Dr Musokotwane announced this in Parliament yesterday when he presented Supply Supplementary Estimates of Expenditure Number One of 2026 amounting to K26.3 billion.
Out of the proposed K26.3 billion supplementary budget, K7.4 billion has been allocated to the Ministry of Agriculture.
Dr Musokotwane revealed that the final stage of the restructuring process involves concluding bilateral agreements with respective creditors, a process that stands at more than 60% complete.
He said the agreements are critical in enabling the government to meet social payment obligations and other deliverables in line with agreed debt restructuring terms.
“In this context, the additional provision is intended to ensure that the government remains well positioned to meet these obligations while maintaining alignment with the overall fiscal and debt management objectives,” he said.
The Minister explained that the supplementary budget will be financed through additional resources and expenditure realignments within the approved 2026 national budget.
Dr Musokotwane said K2.1 billion will come from cooperating partners as additional project grants, while K1.4 billion will be generated from additional domestic revenues that were not initially projected in the 2026 budget.
He further disclosed that K10 billion will be generated through expenditure rationalization within the approved 2026 budget.
He informed the house that the government earlier received U$D95 million through the International Monetary Fund Extended Credit Facility, which had initially been expected in the fourth quarter of 2025.
Dr Musokotwane added that U$D15 million of the U$D252 million-dollar loan facility from the African Development Bank will be disbursed this year to support the Lobito Corridor project.
The Minister said K5.75 billion will be sourced through additional domestic financing via the government securities market.
Dr Musokotwane attributed the need for the supplementary budget to several developments that arose after Parliament approved the 2026 national budget in December, 2025.
Among the developments he cited were a higher-than-planned public service wage increment following negotiations with public service unions, geopolitical tensions in the Middle East that affected oil prices and fiscal performance.
He also cited additional costs arising from the implementation of the Constitution of Zambia (Amendment) Act Number 13 of 2025.
Dr Musokotwane said the allocation will replenish resources used to pay small-scale farmers who supplied maize during the 2025 crop marketing season and clear arrears owed to agro-dealers under the Farmer Input Support Programme for the 2025/2026 farming season.
“This is to ensure that the government meets its obligations in sustaining national strategic food reserves and supporting stability within the agricultural sector,” he said.
Dr Musokotwane said the measure is aimed at injecting liquidity into the domestic economy.
He adds that K7.5 billion has been proposed under loans and investments.
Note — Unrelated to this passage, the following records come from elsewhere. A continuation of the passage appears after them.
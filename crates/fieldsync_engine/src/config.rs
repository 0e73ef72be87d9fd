//! Configuration for the sync engine.

use fieldsync_events::EventScopeType;
use std::fmt;
use std::sync::Arc;
use std::time::Duration;

/// Capacity of the channel between the download parser and the consumer.
pub const DEFAULT_CHANNEL_CAPACITY: usize = 2000;

/// Configuration for sync operations.
#[derive(Debug, Clone)]
pub struct SyncConfig {
    /// Base URL of the events API.
    pub base_url: String,
    /// Closed session scopes uploaded per request.
    pub session_batch_size: usize,
    /// Closed down-sync tracking scopes uploaded per request.
    pub down_sync_scope_batch_size: usize,
    /// Closed up-sync tracking scopes uploaded per request.
    pub up_sync_scope_batch_size: usize,
    /// Downloaded records applied per local transaction.
    pub down_sync_batch_size: usize,
    /// Capacity of the download channel.
    pub channel_capacity: usize,
    /// Retry policy of sync stages.
    pub backoff: BackoffPolicy,
    /// Which error statuses are cloud integration failures.
    pub integration_issue: IntegrationIssuePredicate,
    /// Request timeout.
    pub timeout: Duration,
}

impl SyncConfig {
    /// Creates a configuration for a backend.
    pub fn new(base_url: impl Into<String>) -> Self {
        Self {
            base_url: base_url.into(),
            session_batch_size: 1,
            down_sync_scope_batch_size: 1,
            up_sync_scope_batch_size: 1,
            down_sync_batch_size: 200,
            channel_capacity: DEFAULT_CHANNEL_CAPACITY,
            backoff: BackoffPolicy::default(),
            integration_issue: IntegrationIssuePredicate::default(),
            timeout: Duration::from_secs(30),
        }
    }

    /// Sets the upload batch size of a scope type.
    pub fn with_scope_batch_size(mut self, scope_type: EventScopeType, size: usize) -> Self {
        let size = size.max(1);
        match scope_type {
            EventScopeType::Session => self.session_batch_size = size,
            EventScopeType::DownSync => self.down_sync_scope_batch_size = size,
            EventScopeType::UpSync => self.up_sync_scope_batch_size = size,
        }
        self
    }

    /// Sets the number of downloaded records applied at once.
    pub fn with_down_sync_batch_size(mut self, size: usize) -> Self {
        self.down_sync_batch_size = size.max(1);
        self
    }

    /// Sets the download channel capacity.
    pub fn with_channel_capacity(mut self, capacity: usize) -> Self {
        self.channel_capacity = capacity.max(1);
        self
    }

    /// Sets the stage retry policy.
    pub fn with_backoff(mut self, backoff: BackoffPolicy) -> Self {
        self.backoff = backoff;
        self
    }

    /// Sets the cloud integration predicate.
    pub fn with_integration_issue(mut self, predicate: IntegrationIssuePredicate) -> Self {
        self.integration_issue = predicate;
        self
    }

    /// Sets the request timeout.
    pub fn with_timeout(mut self, timeout: Duration) -> Self {
        self.timeout = timeout;
        self
    }

    /// Returns the upload batch size of a scope type.
    pub fn batch_size(&self, scope_type: EventScopeType) -> usize {
        match scope_type {
            EventScopeType::Session => self.session_batch_size,
            EventScopeType::DownSync => self.down_sync_scope_batch_size,
            EventScopeType::UpSync => self.up_sync_scope_batch_size,
        }
    }
}

impl Default for SyncConfig {
    fn default() -> Self {
        Self::new("")
    }
}

/// Linear retry policy: attempt `n` waits `n * delay`.
#[derive(Debug, Clone, Copy, PartialEq, Eq)]
pub struct BackoffPolicy {
    /// Delay unit.
    pub delay: Duration,
    /// Total attempts, including the first one.
    pub max_attempts: u32,
}

impl BackoffPolicy {
    /// Creates a linear policy.
    pub fn linear(delay: Duration, max_attempts: u32) -> Self {
        Self {
            delay,
            max_attempts: max_attempts.max(1),
        }
    }

    /// Creates a policy with a single attempt.
    pub fn no_retry() -> Self {
        Self::linear(Duration::ZERO, 1)
    }

    /// Returns the wait after a failed attempt (1-indexed).
    pub fn delay_for_attempt(&self, attempt: u32) -> Duration {
        self.delay.saturating_mul(attempt)
    }
}

impl Default for BackoffPolicy {
    fn default() -> Self {
        Self::linear(Duration::from_secs(5), 5)
    }
}

/// Decides which HTTP statuses mean the backend rejected the request for
/// good, as opposed to a transient failure.
#[derive(Clone)]
pub struct IntegrationIssuePredicate(Arc<dyn Fn(u16) -> bool + Send + Sync>);

impl IntegrationIssuePredicate {
    /// Creates a predicate from a function.
    pub fn new(f: impl Fn(u16) -> bool + Send + Sync + 'static) -> Self {
        Self(Arc::new(f))
    }

    /// Treats no status as an integration issue.
    pub fn never() -> Self {
        Self::new(|_| false)
    }

    /// Returns true if `status` is an integration issue.
    pub fn is_integration_issue(&self, status: u16) -> bool {
        (self.0)(status)
    }
}

impl Default for IntegrationIssuePredicate {
    /// Client errors other than 401, 403 and 429.
    fn default() -> Self {
        Self::new(|status| (400..500).contains(&status) && !matches!(status, 401 | 403 | 429))
    }
}

impl fmt::Debug for IntegrationIssuePredicate {
    fn fmt(&self, f: &mut fmt::Formatter<'_>) -> fmt::Result {
        f.write_str("IntegrationIssuePredicate")
    }
}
Dr Musokotwane stressed that K2.1 billion has been earmarked for dismantling domestic arrears owed to contractors and suppliers of goods and services to government institutions.
Meanwhile, K390 million, equivalent to 15 million United States Dollars, will support commencement of works on the Lobito Corridor project, while K610 million has been reserved under the contingency fund to cater for unforeseen expenditures.
The supplementary budget also includes allocation of K1.1 billion to the Electoral Commission of Zambia to address funding shortfalls arising from an increase in polling stations and electoral administration work following constitutional amendments that increased constituencies to 226 from 156.
Dr Musokotwane said K1.1 billion has been allocated to the Ministry of Mines and Minerals Development and that part of the funds will support operations of the Mineral Regulation Commission and continuation of the national aerial geophysical survey aimed at enhancing mineral exploration.